Federico Garcìa Lorca e la sua grande eredità

Un poeta illuminato nel rinnovare il rapporto uomo-natura

 

di Ernesto Bodini
(giornalista scientifico)

Si dice che per eliminare davvero un poeta occorra ucciderlo una volta con la morte e un’altra con l’oblio. Ma a Federico García Lorca accadde il contrario: sotto i colpi dei suoi esecutori, lui vide nuovamente splendere la luce. Nato il 5 giugno 1898 da F. García Rodriguez, ricco proprietario terriero e da Vicenta Lorca Romero, insegnante elementare, Federico dimostrò sin dall’inizio di possedere un carattere passionale e un’intelligenza precoce. Nel 1923 si laureò in lettere e in giurisprudenza, ma già nel 1918 aveva pubblicato una raccolta di prose poetiche “Impressiones y paisayes” e nel 1921 il primo libro di poesie dal titolo “Libro de poemas”. Manifestò inoltre particolare interesse per la musica (che coltivò con il maestro Antonio Segura, un ex allievo di Giuseppe Verdi), la letteratura, il disegno, il teatro.

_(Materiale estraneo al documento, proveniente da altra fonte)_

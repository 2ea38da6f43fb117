//! Test-only mock embedding provider.

use std::sync::Arc;
use std::sync::atomic::{AtomicUsize, Ordering};

use crate::error::{LlmError, Result};
use crate::provider::EmbeddingProvider;

#[derive(Debug, Clone)]
pub struct MockEmbedder {
    pub embedding: Vec<f32>,
    /// Texts containing this marker fail to embed.
    pub fail_marker: Option<String>,
    /// Milliseconds to sleep before every response.
    pub delay_ms: u64,
    calls: Arc<AtomicUsize>,
}

impl Default for MockEmbedder {
    fn default() -> Self {
        Self {
            embedding: vec![0.1, 0.2, 0.3],
            fail_marker: None,
            delay_ms: 0,
            calls: Arc::new(AtomicUsize::new(0)),
        }
    }
}

impl MockEmbedder {
    #[must_use]
    pub fn failing_on(marker: impl Into<String>) -> Self {
        Self {
            fail_marker: Some(marker.into()),
            ..Self::default()
        }
    }

    #[must_use]
    pub fn with_delay(mut self, ms: u64) -> Self {
        self.delay_ms = ms;
        self
    }

    /// Number of texts embedded so far, including failed attempts.
    #[must_use]
    pub fn calls(&self) -> usize {
        self.calls.load(Ordering::SeqCst)
    }
}

impl EmbeddingProvider for MockEmbedder {
    async fn embed(&self, text: &str) -> Result<Vec<f32>> {
        self.calls.fetch_add(1, Ordering::SeqCst);
        if self.delay_ms > 0 {
            tokio::time::sleep(std::time::Duration::from_millis(self.delay_ms)).await;
        }
        if let Some(marker) = &self.fail_marker
            && text.contains(marker.as_str())
        {
            return Err(LlmError::Other("mock embedding error".into()));
        }
        Ok(self.embedding.clone())
    }

    fn name(&self) -> &'static str {
        "mock"
    }
}

#[cfg(test)]
mod tests {
    use super::*;

    #[tokio::test]
    async fn embeds_and_counts_calls() {
        let mock = MockEmbedder::default();
        assert_eq!(mock.embed("x").await.unwrap(), vec![0.1, 0.2, 0.3]);
        assert_eq!(mock.calls(), 1);
    }

    #[tokio::test]
    async fn fails_on_marker() {
        let mock = MockEmbedder::failing_on("boom");
        assert!(mock.embed("a boom b").await.is_err());
        assert!(mock.embed("fine").await.is_ok());
    }

    #[tokio::test]
    async fn default_batch_embeds_each_text() {
        let mock = MockEmbedder::default();
        let out = mock
            .embed_batch(&["a".to_string(), "b".to_string()])
            .await
            .unwrap();
        assert_eq!(out.len(), 2);
        assert_eq!(mock.calls(), 2);
    }
}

Nel 1927, dopo aver allestito una mostra di suoi disegni, opere in parte stile naif, in parte surrealiste, pubblica il secondo libro di versi “Canciones” e scrive il dramma “Mariana Pineda”. Due anni dopo si reca a New York, studia alla Columbia University, incide dischi di canzoni andaluse, tiene conferenze, scrive un soggetto cinematografico surrealista intitolato “Viaggio sulla luna” e “Poeta a New York”, un volume tra i più famosi in cui amore e fratellanza sono motivo di messaggio per i diseredati. Nel marzo 1930 è invitato a Cuba dalla Instituction Hispano-Cubana de Cultura. In quell’occasione tiene altre conferenze, collabora alle maggiori riviste letterarie e porta a termine “Yerma”, uno dei suoi drammi più arditi.

Rientrato a Madrid, dopo una breve sosta nell’America del sud, scrive “Pianto”, un poema che diventerà famoso in tutto il mondo. L’opera è dedicata all’amico andaluso Ignazio Sanchez Meijas, torero e mecenate di artisti e poeti che dopo sette anni di assenza dalle arene, muore a soli 45 anni, ucciso da una cornata a Manzanares. Proprio per il suo temperamento sensibile e generoso, Lorca può essere considerato il poeta più significativo del secolo scorso. I suoi versi e i suoi esempi di vita sono il rinnovamento del rapporto uomo-natura, dove l’uomo è ricondotto alla sua innocente e selvaggia primitività. Pablo Neruda (1904-1973) dal prologo del suo libro di memorie “Confesso che ho vissuto” (pubblicato posto nel 1974), tra l’altro scriveva: «…la grande capacità di metafora di Garcìa Lorca mi seduceva e mi interessava tutto ciò che scriveva. Nel teatro e nel silenzio, nella folla e nel decoro, era un moltiplicatore di bellezza. Non ho mai veduto un tipo con così tanta magia nelle mani. Non ho mai avuto un fratello più allegro di lui».

Dopo numerosi attentati e tumulti, nell’estate del 1936 la Spagna entra nel vortice della guerra. García Lorca è in pericolo ma la fuga lo ripugna e il 16 agosto viene arrestato e condotto al palazzo del governo. “La casa di Bernarda Alba” è il suo ultimo lavoro. Spera di tornare a scrivere e di rivedere la sua terra, ma all’alba del 20 agosto García Lorca soccombe sotto il piombo dei suoi nemici, una sorta di uomini che non hanno saputo (o voluto) accettare la rivelazione di un poeta che sembrava incoronare la poesia stessa, piena di passione e nello stesso tempo venata di ombre profonde. Gli ultimi istanti di vita del poeta sono stati rivelati dal medico e scrittore Francisco Vega Diaz, che ha detto di non volersi portare «un simile segreto nella tomba».